3歳か4歳の子どもたちからそのお母さん、幼稚園の先生、保育士さんたち、みんな素敵だった。あんまり感動してしまい、しばらく言葉を発せなかった。
ステージ終了後、久しぶりにプロデューサーのたにぞうご本人を楽屋に尋ねたものの、「素晴らしかった!」としか言えなかった。ただ手を出して強く握手だけして帰った私。

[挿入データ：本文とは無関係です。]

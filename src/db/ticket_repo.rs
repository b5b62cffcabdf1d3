// src/db/ticket_repo.rs

use async_trait::async_trait;
use sqlx::{Executor, PgPool, Postgres, QueryBuilder, Transaction};
use uuid::Uuid;

use crate::{
    common::error::AppError,
    models::ticket::{
        SortOrder, Ticket, TicketHistoryEntry, TicketPriority, TicketSortField, TicketStatus,
    },
};

const TICKET_COLUMNS: &str = "id, tenant_id, title, description, client_id, priority, status, \
     sla_resolution_hours, assigned_to, created_by, created_at, updated_at";

// Filtros da listagem de chamados
#[derive(Debug, Default)]
pub struct TicketFilter {
    pub statuses: Vec<TicketStatus>,
    pub priority: Option<TicketPriority>,
    pub client_id: Option<Uuid>,
    pub search: Option<String>,
    pub sort_by: TicketSortField,
    pub order: SortOrder,
}

pub struct NewTicket<'a> {
    pub title: &'a str,
    pub description: Option<&'a str>,
    pub client_id: Option<Uuid>,
    pub priority: TicketPriority,
    pub sla_resolution_hours: i32,
    pub assigned_to: Option<Uuid>,
    pub created_by: Uuid,
}

pub struct TicketChanges<'a> {
    pub title: &'a str,
    pub description: Option<&'a str>,
    pub client_id: Option<Uuid>,
    pub priority: TicketPriority,
    // None mantém o prazo gravado
    pub sla_resolution_hours: Option<i32>,
    pub assigned_to: Option<Uuid>,
}

/// Passos de uma mudança de status. Sem `commit`, nada do que foi feito vale.
#[async_trait]
pub trait StatusChange: Send {
    async fn lock_ticket(&mut self, tenant_id: Uuid, id: Uuid) -> Result<Option<Ticket>, AppError>;

    async fn set_status(&mut self, tenant_id: Uuid, id: Uuid, status: TicketStatus) -> Result<Ticket, AppError>;

    async fn record_history(
        &mut self,
        tenant_id: Uuid,
        ticket_id: Uuid,
        from: TicketStatus,
        to: TicketStatus,
        changed_by: Uuid,
        note: Option<&str>,
    ) -> Result<(), AppError>;

    async fn commit(self) -> Result<(), AppError>;
}

// Mudança de status dentro de uma transação (ou savepoint) do Postgres
pub struct PgStatusChange<'r, 'c> {
    repo: &'r TicketRepository,
    tx: Transaction<'c, Postgres>,
}

impl<'r, 'c> PgStatusChange<'r, 'c> {
    pub fn new(repo: &'r TicketRepository, tx: Transaction<'c, Postgres>) -> Self {
        Self { repo, tx }
    }
}

#[async_trait]
impl<'r, 'c> StatusChange for PgStatusChange<'r, 'c> {
    async fn lock_ticket(&mut self, tenant_id: Uuid, id: Uuid) -> Result<Option<Ticket>, AppError> {
        self.repo.get_for_update(&mut *self.tx, tenant_id, id).await
    }

    async fn set_status(&mut self, tenant_id: Uuid, id: Uuid, status: TicketStatus) -> Result<Ticket, AppError> {
        self.repo.update_status(&mut *self.tx, tenant_id, id, status).await
    }

    async fn record_history(
        &mut self,
        tenant_id: Uuid,
        ticket_id: Uuid,
        from: TicketStatus,
        to: TicketStatus,
        changed_by: Uuid,
        note: Option<&str>,
    ) -> Result<(), AppError> {
        self.repo
            .insert_history(&mut *self.tx, tenant_id, ticket_id, from, to, changed_by, note)
            .await?;
        Ok(())
    }

    async fn commit(self) -> Result<(), AppError> {
        self.tx.commit().await?;
        Ok(())
    }
}

// Busca textual: `%`, `_` e `\` digitados pelo usuário valem como texto
pub(crate) fn like_pattern(search: &str) -> String {
    let mut pattern = String::with_capacity(search.len() + 2);
    pattern.push('%');
    for c in search.chars() {
        if matches!(c, '%' | '_' | '\\') {
            pattern.push('\\');
        }
        pattern.push(c);
    }
    pattern.push('%');
    pattern
}

// Expressões de ordenação; nunca interpolamos texto vindo do cliente
fn order_expression(field: TicketSortField) -> &'static str {
    match field {
        TicketSortField::CreatedAt => "created_at",
        TicketSortField::Title => "lower(title)",
        TicketSortField::Priority => {
            "CASE priority WHEN 'Urgente' THEN 3 WHEN 'Alta' THEN 2 WHEN 'Normal' THEN 1 ELSE 0 END"
        }
        TicketSortField::Status => {
            "CASE status WHEN 'Aberto' THEN 0 WHEN 'Em Andamento' THEN 1 \
             WHEN 'Aguardando Cliente' THEN 2 WHEN 'Em Revisão' THEN 3 \
             WHEN 'Resolvido' THEN 4 ELSE 5 END"
        }
    }
}

fn terminal_labels() -> Vec<String> {
    TicketStatus::ALL
        .iter()
        .filter(|s| s.is_terminal())
        .map(|s| s.as_str().to_string())
        .collect()
}

#[derive(Clone)]
pub struct TicketRepository {
    pool: PgPool,
}

impl TicketRepository {
    pub fn new(pool: PgPool) -> Self {
        Self { pool }
    }

    pub async fn create<'e, E>(
        &self,
        executor: E,
        tenant_id: Uuid,
        ticket: &NewTicket<'_>,
    ) -> Result<Ticket, AppError>
    where
        E: Executor<'e, Database = Postgres>,
    {
        let sql = format!(
            r#"
            INSERT INTO tickets (
                tenant_id, title, description, client_id, priority, status,
                sla_resolution_hours, assigned_to, created_by
            )
            VALUES ($1, $2, $3, $4, $5, $6, $7, $8, $9)
            RETURNING {}
            "#,
            TICKET_COLUMNS
        );

        let created = sqlx::query_as::<_, Ticket>(&sql)
            .bind(tenant_id)
            .bind(ticket.title)
            .bind(ticket.description)
            .bind(ticket.client_id)
            .bind(ticket.priority.as_str())
            .bind(TicketStatus::Open.as_str())
            .bind(ticket.sla_resolution_hours)
            .bind(ticket.assigned_to)
            .bind(ticket.created_by)
            .fetch_one(executor)
            .await?;

        Ok(created)
    }

    pub async fn list<'e, E>(
        &self,
        executor: E,
        tenant_id: Uuid,
        filter: &TicketFilter,
    ) -> Result<Vec<Ticket>, AppError>
    where
        E: Executor<'e, Database = Postgres>,
    {
        let mut qb: QueryBuilder<Postgres> = QueryBuilder::new(format!("SELECT {} FROM tickets WHERE tenant_id = ", TICKET_COLUMNS));
        qb.push_bind(tenant_id);

        if !filter.statuses.is_empty() {
            let labels: Vec<String> = filter.statuses.iter().map(|s| s.as_str().to_string()).collect();
            qb.push(" AND status = ANY(").push_bind(labels).push(")");
        }
        if let Some(priority) = filter.priority {
            qb.push(" AND priority = ").push_bind(priority.as_str());
        }
        if let Some(client_id) = filter.client_id {
            qb.push(" AND client_id = ").push_bind(client_id);
        }
        if let Some(search) = filter.search.as_deref().map(str::trim).filter(|s| !s.is_empty()) {
            let pattern = like_pattern(search);
            qb.push(" AND (title ILIKE ")
                .push_bind(pattern.clone())
                .push(" ESCAPE '\\' OR description ILIKE ")
                .push_bind(pattern)
                .push(" ESCAPE '\\')");
        }

        let direction = match filter.order {
            SortOrder::Asc => "ASC",
            SortOrder::Desc => "DESC",
        };
        qb.push(format!(
            " ORDER BY {} {}, created_at DESC",
            order_expression(filter.sort_by),
            direction
        ));

        let tickets = qb.build_query_as::<Ticket>().fetch_all(executor).await?;
        Ok(tickets)
    }

    // Tudo que ainda está na fila (não resolvido/cancelado)
    pub async fn list_open<'e, E>(&self, executor: E, tenant_id: Uuid) -> Result<Vec<Ticket>, AppError>
    where
        E: Executor<'e, Database = Postgres>,
    {
        let sql = format!(
            "SELECT {} FROM tickets WHERE tenant_id = $1 AND NOT (status = ANY($2)) ORDER BY created_at ASC",
            TICKET_COLUMNS
        );

        let tickets = sqlx::query_as::<_, Ticket>(&sql)
            .bind(tenant_id)
            .bind(terminal_labels())
            .fetch_all(executor)
            .await?;

        Ok(tickets)
    }

    pub async fn get<'e, E>(&self, executor: E, tenant_id: Uuid, id: Uuid) -> Result<Option<Ticket>, AppError>
    where
        E: Executor<'e, Database = Postgres>,
    {
        let sql = format!("SELECT {} FROM tickets WHERE tenant_id = $1 AND id = $2", TICKET_COLUMNS);

        let ticket = sqlx::query_as::<_, Ticket>(&sql)
            .bind(tenant_id)
            .bind(id)
            .fetch_optional(executor)
            .await?;

        Ok(ticket)
    }

    // Trava a linha até o fim da transação (mudança de status concorrente)
    pub async fn get_for_update<'e, E>(
        &self,
        executor: E,
        tenant_id: Uuid,
        id: Uuid,
    ) -> Result<Option<Ticket>, AppError>
    where
        E: Executor<'e, Database = Postgres>,
    {
        let sql = format!(
            "SELECT {} FROM tickets WHERE tenant_id = $1 AND id = $2 FOR UPDATE",
            TICKET_COLUMNS
        );

        let ticket = sqlx::query_as::<_, Ticket>(&sql)
            .bind(tenant_id)
            .bind(id)
            .fetch_optional(executor)
            .await?;

        Ok(ticket)
    }

    pub async fn update<'e, E>(
        &self,
        executor: E,
        tenant_id: Uuid,
        id: Uuid,
        changes: &TicketChanges<'_>,
    ) -> Result<Option<Ticket>, AppError>
    where
        E: Executor<'e, Database = Postgres>,
    {
        let sql = format!(
            r#"
            UPDATE tickets
            SET title = $3, description = $4, client_id = $5, priority = $6,
                sla_resolution_hours = COALESCE($7, sla_resolution_hours),
                assigned_to = $8, updated_at = NOW()
            WHERE tenant_id = $1 AND id = $2
            RETURNING {}
            "#,
            TICKET_COLUMNS
        );

        let ticket = sqlx::query_as::<_, Ticket>(&sql)
            .bind(tenant_id)
            .bind(id)
            .bind(changes.title)
            .bind(changes.description)
            .bind(changes.client_id)
            .bind(changes.priority.as_str())
            .bind(changes.sla_resolution_hours)
            .bind(changes.assigned_to)
            .fetch_optional(executor)
            .await?;

        Ok(ticket)
    }

    pub async fn update_status<'e, E>(
        &self,
        executor: E,
        tenant_id: Uuid,
        id: Uuid,
        status: TicketStatus,
    ) -> Result<Ticket, AppError>
    where
        E: Executor<'e, Database = Postgres>,
    {
        let sql = format!(
            r#"
            UPDATE tickets SET status = $3, updated_at = NOW()
            WHERE tenant_id = $1 AND id = $2
            RETURNING {}
            "#,
            TICKET_COLUMNS
        );

        let ticket = sqlx::query_as::<_, Ticket>(&sql)
            .bind(tenant_id)
            .bind(id)
            .bind(status.as_str())
            .fetch_one(executor)
            .await?;

        Ok(ticket)
    }

    pub async fn insert_history<'e, E>(
        &self,
        executor: E,
        tenant_id: Uuid,
        ticket_id: Uuid,
        from: TicketStatus,
        to: TicketStatus,
        changed_by: Uuid,
        note: Option<&str>,
    ) -> Result<TicketHistoryEntry, AppError>
    where
        E: Executor<'e, Database = Postgres>,
    {
        let entry = sqlx::query_as::<_, TicketHistoryEntry>(
            r#"
            INSERT INTO ticket_history (tenant_id, ticket_id, from_status, to_status, changed_by, note)
            VALUES ($1, $2, $3, $4, $5, $6)
            RETURNING id, tenant_id, ticket_id, from_status, to_status, changed_by, note, created_at
            "#,
        )
        .bind(tenant_id)
        .bind(ticket_id)
        .bind(from.as_str())
        .bind(to.as_str())
        .bind(changed_by)
        .bind(note)
        .fetch_one(executor)
        .await?;

        Ok(entry)
    }

    pub async fn list_history<'e, E>(
        &self,
        executor: E,
        tenant_id: Uuid,
        ticket_id: Uuid,
    ) -> Result<Vec<TicketHistoryEntry>, AppError>
    where
        E: Executor<'e, Database = Postgres>,
    {
        let entries = sqlx::query_as::<_, TicketHistoryEntry>(
            r#"
            SELECT id, tenant_id, ticket_id, from_status, to_status, changed_by, note, created_at
            FROM ticket_history
            WHERE tenant_id = $1 AND ticket_id = $2
            ORDER BY created_at ASC
            "#,
        )
        .bind(tenant_id)
        .bind(ticket_id)
        .fetch_all(executor)
        .await?;

        Ok(entries)
    }

    // IDs de chamados que têm ao menos uma tarefa vinculada
    pub async fn ticket_ids_with_tasks<'e, E>(&self, executor: E, tenant_id: Uuid) -> Result<Vec<Uuid>, AppError>
    where
        E: Executor<'e, Database = Postgres>,
    {
        let ids = sqlx::query_scalar::<_, Uuid>(
            "SELECT DISTINCT ticket_id FROM tasks WHERE tenant_id = $1 AND ticket_id IS NOT NULL",
        )
        .bind(tenant_id)
        .fetch_all(executor)
        .await?;

        Ok(ids)
    }
}

#[cfg(test)]
mod tests {
    use super::*;

    #[test]
    fn search_wildcards_are_taken_literally() {
        assert_eq!(like_pattern("impressora"), "%impressora%");
        assert_eq!(like_pattern("50%"), "%50\\%%");
        assert_eq!(like_pattern("nota_fiscal"), "%nota\\_fiscal%");
        assert_eq!(like_pattern("C:\\temp"), "%C:\\\\temp%");
    }
}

子どもたちが音楽とまみれて全身で踊る姿を、会場いっぱいに詰めかけた家族や友達や先生たちが見守る。
ステージはすでに舞台の上だけでなく、会場全体が表現の場に変容している。
全身が喜ぶリズムに溢れた踊り手たちと、それを受け取って音楽の中で共振して喜ぶ観客。
この興奮は、子どもの発表会というお決まりの世界から舞台芸術の醍醐味をしっかり湛えた非日常の空間だった。

たにぞうさん!
素晴らしいお仕事していますね。
子どもたちが、「いのちを生きる」っていうことを子ども時代に体験できたら、その子の人生はだいじょうぶなんだ。
常々そう思っている私だけれど、「いのちを生きる」場所や機会を提供できる本物の大人がいま、本当に必要だと感じているから、こういう仕事に心から敬意を表します!

素敵です!
素敵な子どもを生んでいるたにぞうさんご自身が、本当に素敵です!

そうして翌日20日には、楽しみにしていた新作文楽「天変斬止嵐后晴」(てんぺすとあらしのちはれ)を、国立劇場で観た。
シェークスピアの「テンペスト(あらし)」を原作に、平成4年に初演されてから今回が2回目の再演。
ほほう。文楽もここまで新しい世界へ扉を開くのか・・・。その包容力の豊かさに関心というか、自分の頑さを自覚させられつつ、楽しんで観て聴いた。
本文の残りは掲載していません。